Man kennt das Problem: Erst die Arbeit, dann möchte man noch spontan etwas unternehmen oder Freunde besuchen. Letztendlich fehlt dann aber doch die Zeit. Oder? Wie eine Umfrage von Freizeit-Monitor zeigt, sieht die Wahrheit jedoch anders aus. Offenbar haben viele Deutsche einfach keine Lust auf soziale Kontakte und hocken lieber vor der Glotze.

Doch nicht nur die Fernsehgewohnheiten wurden analysiert, sondern auch weitere Freizeitaktivitäten. So lesen Frauen fast doppelt so oft Bücher wie es Männer machen, ein Unterschied von 45 zu 25 Prozent. Des Weiteren verbringen sie mehr Zeit mit Körperpflege und Shoppen. Männer heimwerken dahingegen öfter, besuchen Sportveranstaltungen oder treffen sich in der Kneipe auf ein paar Bier mit den Kumpels. Außerdem wurde aufgezeigt, dass Westdeutsche mehr Sport treiben und häufiger soziale Medien nutzen.
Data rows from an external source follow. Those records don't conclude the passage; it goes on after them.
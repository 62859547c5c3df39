//! Per-route policy enforcement.
//!
//! A [`RoutePolicy`] is an explicit, ordered list of stages applied in front
//! of a route group: IP-scoped rate limits first, then session resolution,
//! then the expected-status guard, then any account-scoped rules. One
//! middleware function walks the stages so ordering and short-circuiting are
//! visible in one place, and every stage is testable on its own.

use axum::{
    extract::{ConnectInfo, Request, State},
    middleware::Next,
    response::Response,
};
use std::net::SocketAddr;
use std::sync::Arc;

use crate::error::ApiError;
use crate::ratelimit::{RateLimitRule, Scope};
use crate::session::{self, OnboardingStatus, SessionContext};
use crate::state::AppState;

/// Expected-status predicate for a route. `None` matches any value;
/// `Some(v)` requires exact equality with the resolved session context.
#[derive(Debug, Clone, Copy, PartialEq, Eq)]
pub struct Guard {
    pub onboarding: Option<OnboardingStatus>,
    pub sign_in: Option<bool>,
}

impl Default for Guard {
    /// The common case: onboarding finished and OTP challenge passed.
    fn default() -> Self {
        Self {
            onboarding: Some(OnboardingStatus::Complete),
            sign_in: Some(true),
        }
    }
}

impl Guard {
    /// Signed in, any onboarding stage (sign-out, session checks).
    pub fn any_stage() -> Self {
        Self {
            onboarding: None,
            sign_in: Some(true),
        }
    }

    /// Valid session, nothing else expected (location search during signup).
    pub fn any() -> Self {
        Self {
            onboarding: None,
            sign_in: None,
        }
    }

    /// OTP not yet checked (resend/check routes).
    pub fn pre_sign_in() -> Self {
        Self {
            onboarding: None,
            sign_in: Some(false),
        }
    }

    /// Mid-onboarding only.
    pub fn onboardee() -> Self {
        Self {
            onboarding: Some(OnboardingStatus::Incomplete),
            sign_in: Some(true),
        }
    }

    pub fn check(&self, ctx: &SessionContext) -> Result<(), ApiError> {
        if let Some(expected) = self.onboarding {
            if ctx.onboarding != expected {
                tracing::debug!(
                    person_id = ctx.person_id,
                    expected = ?expected,
                    actual = ?ctx.onboarding,
                    "onboarding status mismatch"
                );
                return Err(ApiError::status_mismatch(
                    "Wrong onboarding stage for this route",
                ));
            }
        }
        if let Some(expected) = self.sign_in {
            if ctx.signed_in != expected {
                tracing::debug!(
                    person_id = ctx.person_id,
                    expected,
                    actual = ctx.signed_in,
                    "sign-in status mismatch"
                );
                return Err(ApiError::status_mismatch(
                    "Wrong sign-in status for this route",
                ));
            }
        }
        Ok(())
    }
}

/// Ordered stages for one route group.
#[derive(Debug, Clone, Default)]
pub struct RoutePolicy {
    pub limits: Vec<RateLimitRule>,
    pub auth: Option<Guard>,
}

impl RoutePolicy {
    pub fn public() -> Self {
        Self::default()
    }

    pub fn session(guard: Guard) -> Self {
        Self {
            limits: Vec::new(),
            auth: Some(guard),
        }
    }

    pub fn limit(mut self, rule: RateLimitRule) -> Self {
        self.limits.push(rule);
        self
    }
}

pub type PolicyState = (AppState, Arc<RoutePolicy>);

/// The middleware driving a [`RoutePolicy`]. Every stage must admit for the
/// request to reach the handler; any rejection short-circuits with the
/// stage's error before business logic runs.
pub async fn enforce(
    State((state, policy)): State<PolicyState>,
    mut request: Request,
    next: Next,
) -> Result<Response, ApiError> {
    let ip = client_ip(&request);

    // Stage 1: coarse IP-scoped limits, before any store lookups.
    for rule in policy.limits.iter().filter(|r| r.scope == Scope::Ip) {
        state.limiter.check_and_consume(rule, &ip)?;
    }

    // Stage 2: session resolution + expected-status guard.
    let ctx = match &policy.auth {
        Some(guard) => {
            let ctx = session::resolve(state.sessions.as_ref(), request.headers()).await?;
            guard.check(&ctx)?;
            Some(ctx)
        }
        None => None,
    };

    // Stage 3: account-scoped rules stacked on the route itself.
    if let Some(ctx) = &ctx {
        let account_key = ctx.person_id.to_string();
        for rule in policy.limits.iter().filter(|r| r.scope == Scope::Account) {
            state.limiter.check_and_consume(rule, &account_key)?;
        }
    }

    if let Some(ctx) = ctx {
        request.extensions_mut().insert(ctx);
    }

    Ok(next.run(request).await)
}

/// Client identity for IP-scoped buckets: forwarded headers first (proxied
/// deployments), then the peer address.
pub fn client_ip(request: &Request) -> String {
    let headers = request.headers();

    if let Some(forwarded) = headers.get("x-forwarded-for").and_then(|v| v.to_str().ok()) {
        if let Some(ip) = forwarded.split(',').next() {
            let ip = ip.trim();
            if !ip.is_empty() {
                return ip.to_string();
            }
        }
    }

    if let Some(real_ip) = headers.get("x-real-ip").and_then(|v| v.to_str().ok()) {
        return real_ip.to_string();
    }

    request
        .extensions()
        .get::<ConnectInfo<SocketAddr>>()
        .map(|c| c.0.ip().to_string())
        .unwrap_or_else(|| "unknown".to_string())
}
// routes.rs - the composition root
//
// Routes are grouped by identical policy; each group gets one ordered
// policy layer (IP limits, then session resolution, then the status guard).
// The health route sits outside every group: no limits, no session.

use axum::{
    middleware,
    routing::{delete, get, patch, post},
    Router,
};
use std::sync::Arc;
use tower_http::{cors::CorsLayer, trace::TraceLayer};

use crate::config;
use crate::handlers::{
    admin, clubs, compare, misc, onboarding, otp, profile, questions, search, skip,
};
use crate::middleware::{enforce, Guard, RoutePolicy};
use crate::state::AppState;

pub fn app(state: AppState) -> Router {
    let mut router = Router::new()
        // Always exempt: no policy, no limits
        .route("/health", get(misc::health))
        .merge(public_routes(&state))
        .merge(otp_request_routes(&state))
        .merge(otp_challenge_routes(&state))
        .merge(session_routes(&state))
        .merge(signup_routes(&state))
        .merge(onboardee_routes(&state))
        .merge(member_routes(&state))
        .layer(TraceLayer::new_for_http());

    if config::config().api.enable_cors {
        router = router.layer(CorsLayer::permissive());
    }

    router.with_state(state)
}

/// Attach one policy to every route added to `router` so far.
fn with_policy(router: Router<AppState>, state: &AppState, policy: RoutePolicy) -> Router<AppState> {
    router.layer(middleware::from_fn_with_state(
        (state.clone(), Arc::new(policy)),
        enforce,
    ))
}

/// No session; coarse IP limit only.
fn public_routes(state: &AppState) -> Router<AppState> {
    let router = Router::new()
        .route("/me/:person_id", get(profile::get_me_by_id))
        .route("/update-notifications", get(misc::update_notifications))
        .route("/stats", get(misc::stats))
        .route("/admin/ban-link/:token", get(admin::ban_link))
        .route("/admin/ban/:token", get(admin::ban))
        .route("/admin/delete-photo-link/:token", get(admin::delete_photo_link))
        .route("/admin/delete-photo/:token", get(admin::delete_photo));

    with_policy(
        router,
        state,
        RoutePolicy::public().limit(state.rules.default_ip.clone()),
    )
}

/// No session yet; draws from the shared OTP bucket.
fn otp_request_routes(state: &AppState) -> Router<AppState> {
    let router = Router::new().route("/request-otp", post(otp::request_otp));

    with_policy(
        router,
        state,
        RoutePolicy::public()
            .limit(state.rules.default_ip.clone())
            .limit(state.rules.otp.clone()),
    )
}

/// Session exists but the OTP challenge is still open; same shared bucket
/// as /request-otp so resends and checks cannot sidestep the quota.
fn otp_challenge_routes(state: &AppState) -> Router<AppState> {
    let router = Router::new()
        .route("/resend-otp", post(otp::resend_otp))
        .route("/check-otp", post(otp::check_otp));

    with_policy(
        router,
        state,
        RoutePolicy::session(Guard::pre_sign_in())
            .limit(state.rules.default_ip.clone())
            .limit(state.rules.otp.clone()),
    )
}

/// Signed in, any onboarding stage.
fn session_routes(state: &AppState) -> Router<AppState> {
    let router = Router::new()
        .route("/sign-out", post(otp::sign_out))
        .route("/check-session-token", post(otp::check_session_token));

    with_policy(
        router,
        state,
        RoutePolicy::session(Guard::any_stage()).limit(state.rules.default_ip.clone()),
    )
}

/// Any valid session, even before the OTP check.
fn signup_routes(state: &AppState) -> Router<AppState> {
    let router = Router::new().route("/search-locations", get(misc::search_locations));

    with_policy(
        router,
        state,
        RoutePolicy::session(Guard::any()).limit(state.rules.default_ip.clone()),
    )
}

/// Mid-onboarding accounts only.
fn onboardee_routes(state: &AppState) -> Router<AppState> {
    let router = Router::new()
        .route(
            "/onboardee-info",
            patch(onboarding::patch_onboardee_info).delete(onboarding::delete_onboardee_info),
        )
        .route("/finish-onboarding", post(onboarding::finish_onboarding));

    with_policy(
        router,
        state,
        RoutePolicy::session(Guard::onboardee()).limit(state.rules.default_ip.clone()),
    )
}

/// Fully onboarded, signed-in members.
fn member_routes(state: &AppState) -> Router<AppState> {
    let router = Router::new()
        .route("/next-questions", get(questions::next_questions))
        .route(
            "/answer",
            post(questions::post_answer).delete(questions::delete_answer),
        )
        .route("/search", get(search::get_search))
        .route("/me", get(profile::get_me_by_session))
        .route("/prospect-profile/:prospect_uuid", get(profile::get_prospect_profile))
        .route("/skip/:prospect_person_id", post(skip::post_skip))
        .route("/skip/by-uuid/:prospect_uuid", post(skip::post_skip_by_uuid))
        .route("/unskip/:prospect_person_id", post(skip::post_unskip))
        .route(
            "/compare-personalities/:prospect_person_id/:topic",
            get(compare::compare_personalities),
        )
        .route(
            "/compare-answers/:prospect_person_id",
            get(compare::compare_answers),
        )
        .route("/inbox-info", post(profile::post_inbox_info))
        .route("/account", delete(profile::delete_account))
        .route("/deactivate", post(profile::post_deactivate))
        .route(
            "/profile-info",
            get(profile::get_profile_info)
                .patch(profile::patch_profile_info)
                .delete(profile::delete_profile_info),
        )
        .route("/search-filters", get(search::get_search_filters))
        .route("/search-filter", post(search::post_search_filter))
        .route(
            "/search-filter-questions",
            get(questions::search_filter_questions),
        )
        .route(
            "/search-filter-answer",
            post(search::post_search_filter_answer),
        )
        .route("/search-clubs", get(clubs::search_clubs))
        .route("/join-club", post(clubs::join_club))
        .route("/leave-club", post(clubs::leave_club));

    with_policy(
        router,
        state,
        RoutePolicy::session(Guard::default()).limit(state.rules.default_ip.clone()),
    )
}
fn resolve(
    owner: &str,
    field: &str,
    name: &str,
    known: &HashSet<&str>,
) -> Result<FieldType, CatalogError> {
    if let Some(kind) = PrimitiveKind::from_token(name) {
        return Ok(FieldType::Primitive(kind));
    }
    if known.contains(name) {
        return Ok(FieldType::class(name));
    }
    Err(CatalogError::UnknownReference {
        owner: owner.to_string(),
        field: field.to_string(),
        target: name.to_string(),
    })
}

fn field_validators(owner: &str, attribute: &Attribute) -> Result<Vec<Validator>, CatalogError> {
    let mut validators = facet_validators(owner, &attribute.name, &attribute.constraints)?;
    if attribute.is_list() {
        let c = &attribute.constraints;
        if let Some(n) = c.min_items {
            validators.push(Validator::min_items(n));
        }
        if let Some(n) = c.max_items {
            validators.push(Validator::max_items(n));
        }
        if c.unique_items {
            validators.push(Validator::unique_items());
        }
        if let Some(items) = &attribute.item_constraints {
            let inner = facet_validators(owner, &attribute.name, items)?;
            if !inner.is_empty() {
                validators.push(Validator::list_items(inner));
            }
        }
    }
    Ok(validators)
}

/// Scalar facets in a fixed order: length, pattern, value set, numeric.
fn facet_validators(
    owner: &str,
    field: &str,
    c: &Constraints,
) -> Result<Vec<Validator>, CatalogError> {
    let mut validators = Vec::new();
    if let Some(n) = c.min_length {
        validators.push(Validator::min_length(n));
    }
    if let Some(n) = c.max_length {
        validators.push(Validator::max_length(n));
    }
    if let Some(pattern) = &c.pattern {
        let validator =
            Validator::matches(pattern).map_err(|e| CatalogError::InvalidPattern {
                owner: owner.to_string(),
                field: field.to_string(),
                pattern: pattern.clone(),
                message: e.to_string(),
            })?;
        validators.push(validator);
    }
    if let Some(values) = &c.enum_values {
        validators.push(Validator::value_set(values.iter().cloned()));
    }
    if let Some(m) = &c.multiple_of {
        validators.push(Validator::multiple_of(m.clone()));
    }
    if let Some(limit) = &c.minimum {
        validators.push(Validator::minimum(limit.clone(), c.exclusive_minimum));
    }
    if let Some(limit) = &c.maximum {
        validators.push(Validator::maximum(limit.clone(), c.exclusive_maximum));
    }
    Ok(validators)
}

/// The rehydrated result of a command call.
#[derive(Debug, Clone, PartialEq)]
pub enum Reply {
    /// The response class has no fields.
    Empty,
    /// The single field of a one-field response.
    Value(FieldValue),
    /// Field values in declaration order for multi-field responses.
    Tuple(Vec<FieldValue>),
    /// A union response, as an instance of the selected variant.
    Record(Instance),
}

impl Reply {
    /// Field values in declaration order, whatever the response shape.
    pub fn into_values(self) -> Vec<FieldValue> {
        match self {
            Reply::Empty => Vec::new(),
            Reply::Value(value) => vec![value],
            Reply::Tuple(values) => values,
            Reply::Record(instance) => instance.fields().map(|(_, v)| v.clone()).collect(),
        }
    }
}

/// Typed command surface over a transport.
///
/// Calls are synchronous: one transport round-trip per command, in issue
/// order.
#[derive(Debug)]
pub struct CommandFacade<T> {
    transport: T,
    bindings: Arc<Bindings>,
}
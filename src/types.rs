//! Core types shared by the parser, the catalog and the runtime.

use serde::{Deserialize, Serialize};
use serde_json::Value;

/// Namespace prefix of every remote command name.
pub const COMMAND_NAMESPACE: &str = "API";

/// First port the remote application listens on.
pub const BASE_PORT: u16 = 19723;

/// Number of ports above [`BASE_PORT`] that are probed.
pub const MAX_PORT_OFFSET: u16 = 20;

/// Default host of the remote application.
pub const DEFAULT_HOST: &str = "http://127.0.0.1";

/// Oldest release the binding layout supports.
pub const MIN_RELEASE: u32 = 24;

/// Returns the JSON type name for error messages.
pub fn json_type_name(value: &Value) -> &'static str {
    match value {
        Value::Null => "null",
        Value::Bool(_) => "boolean",
        Value::Number(n) if n.is_f64() => "number",
        Value::Number(_) => "integer",
        Value::String(_) => "string",
        Value::Array(_) => "array",
        Value::Object(_) => "object",
    }
}

/// Short rendering of a value for error messages.
pub fn summarize(value: &Value) -> String {
    const LIMIT: usize = 60;
    let text = value.to_string();
    if text.chars().count() <= LIMIT {
        return text;
    }
    let mut short: String = text.chars().take(LIMIT).collect();
    short.push_str("...");
    short
}

/// Equality that treats `1` and `1.0` as the same number.
///
/// Objects compare key by key regardless of order, arrays element-wise.
pub fn semantic_eq(a: &Value, b: &Value) -> bool {
    match (a, b) {
        (Value::Number(x), Value::Number(y)) => {
            if let (Some(x), Some(y)) = (x.as_i64(), y.as_i64()) {
                return x == y;
            }
            if let (Some(x), Some(y)) = (x.as_u64(), y.as_u64()) {
                return x == y;
            }
            match (x.as_f64(), y.as_f64()) {
                (Some(x), Some(y)) => x == y,
                _ => false,
            }
        }
        (Value::Array(x), Value::Array(y)) => {
            x.len() == y.len() && x.iter().zip(y).all(|(a, b)| semantic_eq(a, b))
        }
        (Value::Object(x), Value::Object(y)) => {
            x.len() == y.len()
                && x
                    .iter()
                    .all(|(k, v)| y.get(k).map(|w| semantic_eq(v, w)).unwrap_or(false))
        }
        _ => a == b,
    }
}

/// Primitive kinds of the schema dialect.
#[derive(Debug, Clone, Copy, PartialEq, Eq, Hash, Serialize, Deserialize)]
#[serde(rename_all = "lowercase")]
pub enum PrimitiveKind {
    Boolean,
    Integer,
    Number,
    String,
    Uuid,
}

impl PrimitiveKind {
    /// Parse a JSON Schema `type` keyword plus optional `format`.
    pub fn from_schema(type_name: &str, format: Option<&str>) -> Option<Self> {
        match (type_name, format) {
            ("string", Some("uuid")) => Some(PrimitiveKind::Uuid),
            ("boolean", _) => Some(PrimitiveKind::Boolean),
            ("integer", _) => Some(PrimitiveKind::Integer),
            ("number", _) => Some(PrimitiveKind::Number),
            ("string", _) => Some(PrimitiveKind::String),
            _ => None,
        }
    }

    /// The catalog token for this kind (`int`, `float`, `str`, `bool`, `UUID`).
    pub fn token(&self) -> &'static str {
        match self {
            PrimitiveKind::Boolean => "bool",
            PrimitiveKind::Integer => "int",
            PrimitiveKind::Number => "float",
            PrimitiveKind::String => "str",
            PrimitiveKind::Uuid => "UUID",
        }
    }

    /// Inverse of [`PrimitiveKind::token`].
    pub fn from_token(token: &str) -> Option<Self> {
        match token {
            "bool" => Some(PrimitiveKind::Boolean),
            "int" => Some(PrimitiveKind::Integer),
            "float" => Some(PrimitiveKind::Number),
            "str" => Some(PrimitiveKind::String),
            "UUID" => Some(PrimitiveKind::Uuid),
            _ => None,
        }
    }

    pub fn is_numeric(&self) -> bool {
        matches!(self, PrimitiveKind::Integer | PrimitiveKind::Number)
    }
}
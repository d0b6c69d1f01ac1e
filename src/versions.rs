//! Binding-set layout and version resolution.
//!
//! Binding sets live under `<root>/ac<RELEASE>/b<BUILD><kind>.json`, where
//! `<kind>` is `types`, `commands` or `utilities`. The resolver picks the
//! newest release and build not exceeding the target; it never rounds up.

use std::fmt;
use std::fs;
use std::path::{Path, PathBuf};
use std::sync::Arc;

use serde::{Deserialize, Serialize};

use crate::bindings::Bindings;
use crate::catalog::{Catalog, Class, Command};
use crate::error::VersionError;
use crate::types::{COMMAND_NAMESPACE, MIN_RELEASE};

/// A `(release, build)` pair.
#[derive(Debug, Clone, Copy, PartialEq, Eq, PartialOrd, Ord, Hash, Serialize, Deserialize)]
pub struct Version {
    pub release: u32,
    pub build: u32,
}

impl Version {
    pub fn new(release: u32, build: u32) -> Self {
        Self { release, build }
    }

    fn validate(self) -> Result<Self, VersionError> {
        if self.release < MIN_RELEASE || self.build < 1 {
            return Err(VersionError::InvalidTarget {
                release: self.release,
                build: self.build,
            });
        }
        Ok(self)
    }
}

impl fmt::Display for Version {
    fn fmt(&self, f: &mut fmt::Formatter<'_>) -> fmt::Result {
        write!(f, "ac{}/b{}", self.release, self.build)
    }
}

/// The three files of a binding set.
#[derive(Debug, Clone, Copy, PartialEq, Eq)]
pub enum BindingKind {
    Types,
    Commands,
    Utilities,
}

impl BindingKind {
    pub const ALL: [BindingKind; 3] = [
        BindingKind::Types,
        BindingKind::Commands,
        BindingKind::Utilities,
    ];

    pub fn suffix(&self) -> &'static str {
        match self {
            BindingKind::Types => "types",
            BindingKind::Commands => "commands",
            BindingKind::Utilities => "utilities",
        }
    }
}

/// Contents of `b<BUILD>utilities.json`.
#[derive(Debug, Clone, PartialEq, Eq, Serialize, Deserialize)]
#[serde(rename_all = "camelCase")]
pub struct BindingManifest {
    pub release: u32,
    pub build: u32,
    pub command_namespace: String,
}

/// A loaded binding set.
#[derive(Debug, Clone)]
pub struct BindingSet {
    pub version: Version,
    pub manifest: BindingManifest,
    pub bindings: Arc<Bindings>,
}

/// A directory of binding sets.
#[derive(Debug, Clone)]
pub struct ReleaseLayout {
    root: PathBuf,
}

impl ReleaseLayout {
    pub fn new(root: impl Into<PathBuf>) -> Self {
        Self { root: root.into() }
    }

    pub fn root(&self) -> &Path {
        &self.root
    }

    /// Path of one file of a binding set.
    pub fn path_of(&self, version: Version, kind: BindingKind) -> PathBuf {
        self.release_dir(version.release)
            .join(format!("b{}{}.json", version.build, kind.suffix()))
    }

    fn release_dir(&self, release: u32) -> PathBuf {
        self.root.join(format!("ac{}", release))
    }

    /// Available releases, ascending. Directories below the minimum release
    /// are ignored.
    pub fn releases(&self) -> Result<Vec<u32>, VersionError> {
        let mut releases: Vec<u32> = read_dir(&self.root)?
            .into_iter()
            .filter(|(_, is_dir)| *is_dir)
            .filter_map(|(name, _)| name.strip_prefix("ac")?.parse().ok())
            .filter(|release| *release >= MIN_RELEASE)
            .collect();
        releases.sort_unstable();
        releases.dedup();
        Ok(releases)
    }

    /// Available builds of a release, ascending.
    pub fn builds(&self, release: u32) -> Result<Vec<u32>, VersionError> {
        let mut builds: Vec<u32> = read_dir(&self.release_dir(release))?
            .into_iter()
            .filter(|(_, is_dir)| !*is_dir)
            .filter_map(|(name, _)| parse_build(&name))
            .collect();
        builds.sort_unstable();
        builds.dedup();
        Ok(builds)
    }

    /// Pick the newest binding set at or below `target`.
    ///
    /// # Errors
    ///
    /// `InvalidTarget` for a release below 24 or build 0; `NoRelease` or
    /// `NoBuild` when every candidate is newer than the target.
    pub fn resolve(&self, target: Version) -> Result<Version, VersionError> {
        let target = target.validate()?;

        let release = self
            .releases()?
            .into_iter()
            .filter(|r| *r <= target.release)
            .max()
            .ok_or_else(|| VersionError::NoRelease {
                root: self.root.clone(),
                target: target.release,
            })?;

        let build = self
            .builds(release)?
            .into_iter()
            .filter(|b| *b <= target.build)
            .max()
            .ok_or(VersionError::NoBuild {
                release,
                target: target.build,
            })?;

        let chosen = Version::new(release, build);
        for kind in BindingKind::ALL {
            let path = self.path_of(chosen, kind);
            if !path.exists() {
                tracing::warn!(version = %chosen, missing = %path.display(), "incomplete binding set");
            }
        }
        tracing::info!(requested = %target, chosen = %chosen, "resolved binding set");
        Ok(chosen)
    }

    /// Resolve `target` and load the chosen binding set.
    pub fn load(&self, target: Version) -> Result<BindingSet, VersionError> {
        let version = self.resolve(target)?;
        self.load_exact(version)
    }

    /// Load the binding set stored for exactly `version`.
    pub fn load_exact(&self, version: Version) -> Result<BindingSet, VersionError> {
        let classes: Vec<Class> = self.read(version, BindingKind::Types)?;
        let commands: Vec<Command> = self.read(version, BindingKind::Commands)?;
        let manifest: BindingManifest = self.read(version, BindingKind::Utilities)?;

        let catalog = Catalog {
            classes,
            commands,
            warnings: Vec::new(),
        };
        let bindings = Bindings::from_catalog(catalog)
            .map_err(|e| VersionError::Load {
                path: self.release_dir(version.release),
                message: e.to_string(),
            })?
            .with_namespace(manifest.command_namespace.clone());

        Ok(BindingSet {
            version,
            manifest,
            bindings: Arc::new(bindings),
        })
    }

    /// Write a catalog as the binding set for `version`.
    pub fn write(&self, version: Version, catalog: &Catalog) -> Result<(), VersionError> {
        self.write_with_namespace(version, catalog, COMMAND_NAMESPACE)
    }

    /// Write a binding set whose commands are sent as `<namespace>.<Name>`.
    pub fn write_with_namespace(
        &self,
        version: Version,
        catalog: &Catalog,
        namespace: &str,
    ) -> Result<(), VersionError> {
        let version = version.validate()?;
        let dir = self.release_dir(version.release);
        fs::create_dir_all(&dir).map_err(|source| VersionError::Io {
            path: dir.clone(),
            source,
        })?;

        let manifest = BindingManifest {
            release: version.release,
            build: version.build,
            command_namespace: namespace.to_string(),
        };
        self.write_json(version, BindingKind::Types, &catalog.classes)?;
        self.write_json(version, BindingKind::Commands, &catalog.commands)?;
        self.write_json(version, BindingKind::Utilities, &manifest)?;
        tracing::info!(version = %version, root = %self.root.display(), "wrote binding set");
        Ok(())
    }

    fn read<T: serde::de::DeserializeOwned>(
        &self,
        version: Version,
        kind: BindingKind,
    ) -> Result<T, VersionError> {
        let path = self.path_of(version, kind);
        let content = fs::read_to_string(&path).map_err(|source| VersionError::Io {
            path: path.clone(),
            source,
        })?;
        serde_json::from_str(&content).map_err(|e| VersionError::Load {
            path,
            message: e.to_string(),
        })
    }

    fn write_json<T: Serialize>(
        &self,
        version: Version,
        kind: BindingKind,
        value: &T,
    ) -> Result<(), VersionError> {
        let path = self.path_of(version, kind);
        let content = serde_json::to_string_pretty(value).map_err(|e| VersionError::Load {
            path: path.clone(),
            message: e.to_string(),
        })?;
        fs::write(&path, content).map_err(|source| VersionError::Io { path, source })
    }
}

/// Directory entry names with an is-directory flag.
fn read_dir(dir: &Path) -> Result<Vec<(String, bool)>, VersionError> {
    let io_err = |source| VersionError::Io {
        path: dir.to_path_buf(),
        source,
    };
    let mut entries = Vec::new();
    for entry in fs::read_dir(dir).map_err(io_err)? {
        let entry = entry.map_err(io_err)?;
        let is_dir = entry.file_type().map_err(io_err)?.is_dir();
        if let Some(name) = entry.file_name().to_str() {
            entries.push((name.to_string(), is_dir));
        }
    }
    Ok(entries)
}

/// Build number of a `b<BUILD><kind>[.json]` file name.
fn parse_build(file_name: &str) -> Option<u32> {
    let stem = file_name.strip_suffix(".json").unwrap_or(file_name);
    let rest = stem.strip_prefix('b')?;
    BindingKind::ALL
        .iter()
        .find_map(|kind| rest.strip_suffix(kind.suffix()))
        .and_then(|digits| digits.parse().ok())
}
Ostdeutsche sind hingegen leidenschaftliche Handwerker, Gärtner und Kaffeetrinker.

Was jedoch interessant ist, ist der Ausblick auf die freie Zeit in der Zukunft. So sagt Prof. Ulrich Reinhardt, Zukunftswissenschaftler, dass die freie Zeit trotz Arbeitsverkürzung und längerer Lebenserwartung nicht wesentlich zunehmen wird.

Das liegt daran, dass der Graubereich zwischen Arbeit und Freizeit weiter wachsen wird. Viele Arbeitende müssen nämlich auch in ihrer Freizeit für das Unternehmen auf Abruf bereit sein. Vielleicht sehen wir Deutsche deswegen lieber Fernsehen? Die Glotze kann man abschalten, die Freunde nicht.